If a line in the records below contains the word "RelationalDividendStore", return that line.

(Data records)
***

//! Relational table backend

use async_trait::async_trait;
use chrono::NaiveDate;
use libsql::{Connection, Row};
use tokio::sync::{Mutex, OnceCell};

use super::{validate_batch, DividendStore, StoreBackend};
use crate::db::{migrations, Database};
use crate::error::{Error, Result};
use crate::models::{Amount, Dividend, DividendId};

const DATE_FORMAT: &str = "%Y-%m-%d";

/// Stores dividends in the `dividends` table, amounts as integer cents.
///
/// Each record of a batch is its own `INSERT ... ON CONFLICT` statement, all
/// inside one transaction: a batch is applied whole or not at all.
pub struct RelationalDividendStore {
    db: Mutex<Database>,
    schema: OnceCell<()>,
}

impl RelationalDividendStore {
    pub fn new(db: Database) -> Self {
        Self {
            db: Mutex::new(db),
            schema: OnceCell::new(),
        }
    }

    pub async fn open_in_memory() -> Result<Self> {
        Ok(Self::new(Database::open_in_memory().await?))
    }

    async fn ensure_schema(&self, conn: &Connection) -> Result<()> {
        self.schema
            .get_or_try_init(|| migrations::run(conn))
            .await?;
        Ok(())
    }

    async fn upsert_one(conn: &Connection, record: &Dividend, now: i64) -> Result<()> {
        conn.execute(
            "INSERT INTO dividends (id, userId, date, stock, amount, created_at, updated_at)
             VALUES (?1, ?2, ?3, ?4, ?5, ?6, ?6)
             ON CONFLICT(id) DO UPDATE SET
                 userId = excluded.userId,
                 date = excluded.date,
                 stock = excluded.stock,
                 amount = excluded.amount,
                 updated_at = excluded.updated_at",
            libsql::params![
                record.id.as_i64(),
                record.user_id.clone(),
                record.date.format(DATE_FORMAT).to_string(),
                record.stock.clone(),
                record.amount.to_minor_units()?,
                now
            ],
        )
        .await?;
        Ok(())
    }

    fn parse_dividend(row: &Row) -> Result<Dividend> {
        let date: String = row.get(2)?;
        let date = NaiveDate::parse_from_str(&date, DATE_FORMAT)
            .map_err(|error| Error::Database(format!("invalid stored date `{date}`: {error}")))?;
        Ok(Dividend {
            id: DividendId::new(row.get(0)?),
            user_id: row.get(1)?,
            date,
            stock: row.get(3)?,
            amount: Amount::from_minor_units(row.get(4)?),
        })
    }
}

#[async_trait]
impl DividendStore for RelationalDividendStore {
    async fn list_by_user(&self, user_id: &str) -> Result<Vec<Dividend>> {
        let db = self.db.lock().await;
        let conn = db.connection();
        self.ensure_schema(conn).await?;

        let mut rows = conn
            .query(
                "SELECT id, userId, date, stock, amount
                 FROM dividends
                 WHERE userId = ?1
                 ORDER BY date DESC, id DESC",
                [user_id],
            )
            .await?;

        let mut records = Vec::new();
        while let Some(row) = rows.next().await? {
            records.push(Self::parse_dividend(&row)?);
        }
        Ok(records)
    }

    async fn upsert_batch(&self, records: &[Dividend]) -> Result<()> {
        validate_batch(records)?;
        if records.is_empty() {
            return Ok(());
        }

        let db = self.db.lock().await;
        let conn = db.connection();
        self.ensure_schema(conn).await?;

        let now = chrono::Utc::now().timestamp_millis();
        let tx = conn.transaction().await?;
        for record in records {
            if let Err(error) = Self::upsert_one(&tx, record, now).await {
                tracing::warn!(
                    id = %record.id,
                    total = records.len(),
                    "Relational upsert failed, rolling back batch"
                );
                tx.rollback().await?;
                return Err(error);
            }
        }
        tx.commit().await?;
        Ok(())
    }

    async fn delete_batch(&self, user_id: &str, ids: &[DividendId]) -> Result<usize> {
        if ids.is_empty() {
            return Ok(0);
        }

        let db = self.db.lock().await;
        let conn = db.connection();
        self.ensure_schema(conn).await?;

        let mut removed = 0u64;
        for id in ids {
            removed += conn
                .execute(
                    "DELETE FROM dividends WHERE id = ?1 AND userId = ?2",
                    libsql::params![id.as_i64(), user_id.to_string()],
                )
                .await?;
        }
        usize::try_from(removed).map_err(|error| Error::Database(error.to_string()))
    }

    fn backend(&self) -> StoreBackend {
        StoreBackend::Relational
    }
}

#[cfg(test)]
mod tests {
    use super::*;
    use crate::store::contract;
    use crate::testing::dividend;
    use pretty_assertions::assert_eq;

    async fn setup() -> RelationalDividendStore {
        RelationalDividendStore::open_in_memory().await.unwrap()
    }

    #[tokio::test(flavor = "multi_thread")]
    async fn satisfies_store_contract() {
        let store = setup().await;
        contract::unknown_user_is_empty(&store).await;
        contract::upsert_replaces_and_appends(&store).await;

        contract::upsert_is_idempotent(&setup().await).await;
        contract::users_are_isolated(&setup().await).await;
        contract::invalid_batches_write_nothing(&setup().await).await;
        contract::delete_is_scoped_to_owner(&setup().await).await;
        contract::empty_batch_is_a_no_op(&setup().await).await;
        contract::large_amounts_keep_every_digit(&setup().await).await;
    }

    #[tokio::test(flavor = "multi_thread")]
    async fn failed_batch_is_rolled_back() {
        let store = setup().await;
        assert!(store.list_by_user("u1").await.unwrap().is_empty());
        {
            let db = store.db.lock().await;
            db.connection()
                .execute(
                    "CREATE TRIGGER reject_halted BEFORE INSERT ON dividends
                     WHEN NEW.stock = 'HALTED'
                     BEGIN SELECT RAISE(ABORT, 'trading halted'); END",
                    (),
                )
                .await
                .unwrap();
        }

        let err = store
            .upsert_batch(&[
                dividend(1, "u1", "2024-01-01", "AAPL", "1.00"),
                dividend(2, "u1", "2024-01-02", "HALTED", "2.00"),
            ])
            .await
            .unwrap_err();
        assert_eq!(err.kind(), crate::ErrorKind::Storage);
        assert!(store.list_by_user("u1").await.unwrap().is_empty());
    }

    #[tokio::test(flavor = "multi_thread")]
    async fn amounts_are_stored_as_cents() {
        let store = setup().await;
        store
            .upsert_batch(&[dividend(1, "u1", "2024-01-01", "AAPL", "12.34")])
            .await
            .unwrap();

        let db = store.db.lock().await;
        let mut rows = db
            .connection()
            .query("SELECT amount, typeof(amount) FROM dividends WHERE id = 1", ())
            .await
            .unwrap();
        let row = rows.next().await.unwrap().unwrap();
        assert_eq!(row.get::<i64>(0).unwrap(), 1234);
        assert_eq!(row.get::<String>(1).unwrap(), "integer");
    }

    #[tokio::test(flavor = "multi_thread")]
    async fn replacing_keeps_created_at() {
        let store = setup().await;
        store
            .upsert_batch(&[dividend(1, "u1", "2024-01-01", "AAPL", "1.00")])
            .await
            .unwrap();
        {
            let db = store.db.lock().await;
            db.connection()
                .execute("UPDATE dividends SET created_at = 7", ())
                .await
                .unwrap();
        }
        store
            .upsert_batch(&[dividend(1, "u1", "2024-01-01", "AAPL", "2.00")])
            .await
            .unwrap();

        let db = store.db.lock().await;
        let mut rows = db
            .connection()
            .query("SELECT created_at, updated_at FROM dividends WHERE id = 1", ())
            .await
            .unwrap();
        let row = rows.next().await.unwrap().unwrap();
        assert_eq!(row.get::<i64>(0).unwrap(), 7);
        assert!(row.get::<i64>(1).unwrap() > 7);
    }
}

***

REPLY
pub struct RelationalDividendStore {
impl RelationalDividendStore {
impl DividendStore for RelationalDividendStore {
    async fn setup() -> RelationalDividendStore {
        RelationalDividendStore::open_in_memory().await.unwrap()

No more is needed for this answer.